However, increasingly scholarships are the name of the game, he said, with students expecting to get some sort of break off the sticker price when they enroll.
Changing that could be hard for WCU. Analysis of the school’s scholarship awards compared to those of other area North Carolina public universities shows that, while WCU is the least expensive, it also offers the lowest scholarship opportunity.
“WCU gives fewer big scholarships and has only one program, whereas other schools have multiple comparable (scholarship) programs,” Miller said.
The solution? Launching a campaign to begin a scholarship endowment so the university can attract able students who don’t have the means to pay tuition, Belcher said. That’s still an idea without details pinned down, but the goal will probably be somewhere in the tens of millions.
“I know that’s ambitious, but I just don’t think we can lower our ambitions,” Belcher said.
At the same time, he said, the university needs to be conscious about keeping its costs low so tuition increases remain modest.
WCU must also address the cultural differences inherent to any demographic change, whether that is based on race, religion, wealth or any other characteristic. To that end, it’s launched a search for a chief diversity officer, someone to help make WCU a place where people who vary from the “norm” can feel at home.
Data just coming in on WCU’s 2015 student body gives some encouraging signs.
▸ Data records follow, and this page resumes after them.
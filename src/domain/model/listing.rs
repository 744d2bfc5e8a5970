use crate::domain::error::DomainError;
use crate::domain::model::{PickupPoint, Product, Reception};
use chrono::{DateTime, Utc};

/// 登録日時による絞り込み期間
/// 両端とも含む。指定されない側は無制限
#[derive(Debug, Clone, Copy, PartialEq, Eq, Default)]
pub struct RegistrationPeriod {
    start: Option<DateTime<Utc>>,
    end: Option<DateTime<Utc>>,
}

impl RegistrationPeriod {
    pub fn new(start: Option<DateTime<Utc>>, end: Option<DateTime<Utc>>) -> Self {
        Self { start, end }
    }

    /// クエリ文字列から期間を作成
    /// RFC3339として解釈できない値は無視し、その側の絞り込みを行わない
    pub fn parse_lenient(start: Option<&str>, end: Option<&str>) -> Self {
        Self {
            start: start.and_then(parse_timestamp),
            end: end.and_then(parse_timestamp),
        }
    }

    pub fn start(&self) -> Option<DateTime<Utc>> {
        self.start
    }

    pub fn end(&self) -> Option<DateTime<Utc>> {
        self.end
    }

    /// 指定日時が期間内かどうか
    pub fn contains(&self, at: DateTime<Utc>) -> bool {
        self.start.map_or(true, |start| at >= start) && self.end.map_or(true, |end| at <= end)
    }
}

fn parse_timestamp(raw: &str) -> Option<DateTime<Utc>> {
    DateTime::parse_from_rfc3339(raw.trim())
        .ok()
        .map(|dt| dt.with_timezone(&Utc))
}

/// ページング指定
#[derive(Debug, Clone, Copy, PartialEq, Eq)]
pub struct Pagination {
    page: u32,
    limit: u32,
}

impl Pagination {
    pub const DEFAULT_PAGE: u32 = 1;
    pub const DEFAULT_LIMIT: u32 = 10;
    pub const MAX_LIMIT: u32 = 30;

    /// ページング指定を作成
    /// バリデーション:
    /// - pageは1以上
    /// - limitは1以上MAX_LIMIT以下
    ///
    /// # Arguments
    /// * `page` - ページ番号（省略時は1）
    /// * `limit` - 1ページの件数（省略時は10）
    pub fn new(page: Option<i64>, limit: Option<i64>) -> Result<Self, DomainError> {
        let page = page.unwrap_or(Self::DEFAULT_PAGE as i64);
        let limit = limit.unwrap_or(Self::DEFAULT_LIMIT as i64);

        if page < 1 || page > u32::MAX as i64 {
            return Err(DomainError::InvalidValue(format!(
                "page must be at least 1, got {}",
                page
            )));
        }
        if limit < 1 || limit > Self::MAX_LIMIT as i64 {
            return Err(DomainError::InvalidValue(format!(
                "limit must be between 1 and {}, got {}",
                Self::MAX_LIMIT,
                limit
            )));
        }

        Ok(Self {
            page: page as u32,
            limit: limit as u32,
        })
    }

    pub fn page(&self) -> u32 {
        self.page
    }

    pub fn limit(&self) -> u32 {
        self.limit
    }

    /// 読み飛ばす件数 = (page - 1) * limit
    pub fn offset(&self) -> u64 {
        (self.page as u64 - 1) * self.limit as u64
    }
}

impl Default for Pagination {
    fn default() -> Self {
        Self {
            page: Self::DEFAULT_PAGE,
            limit: Self::DEFAULT_LIMIT,
        }
    }
}

/// 受付とその商品（新しい順）
#[derive(Debug, Clone, PartialEq)]
pub struct ReceptionOverview {
    pub reception: Reception,
    pub products: Vec<Product>,
}

/// 受付ポイントとその受付一覧（新しい順）
#[derive(Debug, Clone, PartialEq)]
pub struct PickupPointOverview {
    pub pickup_point: PickupPoint,
    pub receptions: Vec<ReceptionOverview>,
}

/// 一覧取得の結果
#[derive(Debug, Clone, PartialEq)]
pub struct PickupPointPage {
    /// 絞り込み条件に一致する全件数
    pub total: u64,
    pub items: Vec<PickupPointOverview>,
}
Within that 80 percent freshman retention figure are big gains for Hispanic and mixed-race students. The retention figure jumped 16.2 percent for Hispanics and 20.4 percent for students of two or more races over last year, while retention for black and white students fell slightly, 1.2 and 1.4 percent respectively. That’s pretty significant, especially considering that the area immediately surrounding WCU is overwhelmingly white.
The road ahead might be challenging, Belcher said, but it’s not un-navigable.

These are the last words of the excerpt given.